Planting Seeds or Stones?

by | Sep 23, 2021 | ShiftHappens

Lately I have found inspiration in the writings of the Polish-born American Rabbi Abraham Joshua Heschel. Heschel’s own life was a testament to the power of the human spirit. His father died when he was just a child, and many more of his family members were murdered in the Holocaust. He escaped to New York in 1940, where he continued his lifelong exploration of Jewish mysticism. 

What I love about Heschel is that although he was a prolific author, scholar, and professor, he was not an armchair philosopher. His faith deeply informed his thoughts on social responsibility. Heschel was a passionate activist for civil rights, joining his friend Martin Luther King Jr. and John Lewis in the Selma to Montgomery march for equality. Of that experience he said “I felt my legs were praying,” and called on other religious leaders to show “spiritual audacity” in the face of oppression. 

Heschel was a man who thought deeply about the relative value of questions versus answers.

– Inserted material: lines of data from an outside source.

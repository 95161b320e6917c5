//! Login credentials accepted by the authentication port.
//!
//! Handlers parse request bodies into [`LoginCredentials`] before calling a
//! [`crate::domain::ports::LoginService`], so blank input never reaches the
//! roster lookup.

use std::fmt;

use subtle::ConstantTimeEq;
use zeroize::Zeroizing;

/// Reasons a login payload is rejected before authentication.
#[derive(Debug, Clone, PartialEq, Eq)]
pub enum LoginValidationError {
    /// Username was missing or blank once trimmed.
    EmptyUsername,
    /// Password was blank.
    EmptyPassword,
}

impl fmt::Display for LoginValidationError {
    fn fmt(&self, f: &mut fmt::Formatter<'_>) -> fmt::Result {
        match self {
            Self::EmptyUsername => write!(f, "username must not be empty"),
            Self::EmptyPassword => write!(f, "password must not be empty"),
        }
    }
}

impl std::error::Error for LoginValidationError {}

/// Username and password pair.
///
/// ## Invariants
/// - `username` is trimmed and non-empty.
/// - `password` is non-empty and kept exactly as supplied; it is wiped from
///   memory when the value is dropped.
///
/// # Examples
/// ```
/// use bookshelf::domain::LoginCredentials;
///
/// let creds = LoginCredentials::try_from_parts(" ada ", "lovelace").unwrap();
/// assert_eq!(creds.username(), "ada");
/// assert!(creds.password_matches("lovelace"));
/// ```
#[derive(Clone, PartialEq, Eq)]
pub struct LoginCredentials {
    username: String,
    password: Zeroizing<String>,
}

impl LoginCredentials {
    /// Validate raw form values.
    pub fn try_from_parts(username: &str, password: &str) -> Result<Self, LoginValidationError> {
        let username = username.trim();
        if username.is_empty() {
            return Err(LoginValidationError::EmptyUsername);
        }
        if password.is_empty() {
            return Err(LoginValidationError::EmptyPassword);
        }

        Ok(Self {
            username: username.to_owned(),
            password: Zeroizing::new(password.to_owned()),
        })
    }

    /// Username used for roster lookups.
    pub fn username(&self) -> &str {
        self.username.as_str()
    }

    /// Password as supplied by the caller.
    pub fn password(&self) -> &str {
        self.password.as_str()
    }

    /// Compare the supplied password against a stored one in constant time.
    pub fn password_matches(&self, stored: &str) -> bool {
        self.password.as_bytes().ct_eq(stored.as_bytes()).into()
    }
}

impl fmt::Debug for LoginCredentials {
    fn fmt(&self, f: &mut fmt::Formatter<'_>) -> fmt::Result {
        f.debug_struct("LoginCredentials")
            .field("username", &self.username)
            .field("password", &"<redacted>")
            .finish()
    }
}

His work has particular resonance at this moment in history because, in my humble opinion, we seem to have far more answers than we do questions. Even in our most prescient social challenges – things like racial equity, climate change, animal rights, and more – we see that individuals tend to attach themselves to answers, catchy slogans, and foregone conclusions. The overarching values system has overpromoted the defense of answers far more than it has the passionate inquiry that should lead to them. 

This imbalance might be why we struggle to move forward meaningfully on even those issues that dominate public discourse. According to Heschel, adopting answers without questioning can never lead to meaningful forward motion. He once wrote:

“There are dead thoughts and there are living thoughts. A dead thought has been compared to a stone which one may plant in the soil. Nothing will come out. A living thought is like a seed. In the process of thinking, an answer without a question is devoid of life. It may enter the mind; it will not penetrate the soul. It may become a part of one’s knowledge; it will not come forth as a creative force.”

Heschel, like our community of changemakers at The Pollination Project, was a doer. He was a thinker who manifested action through a process of deep inquiry, just like those our community uplifts each day. I daresay he was a heartivist. 

No stones have been planted in our global garden; only living thoughts that grow and blossom into a kinder, more compassionate world. Thank you to each of our changemakers who make up this vibrant ecosystem of kindness, whose prayers are extended hands to their communities. I am eternally inspired by you.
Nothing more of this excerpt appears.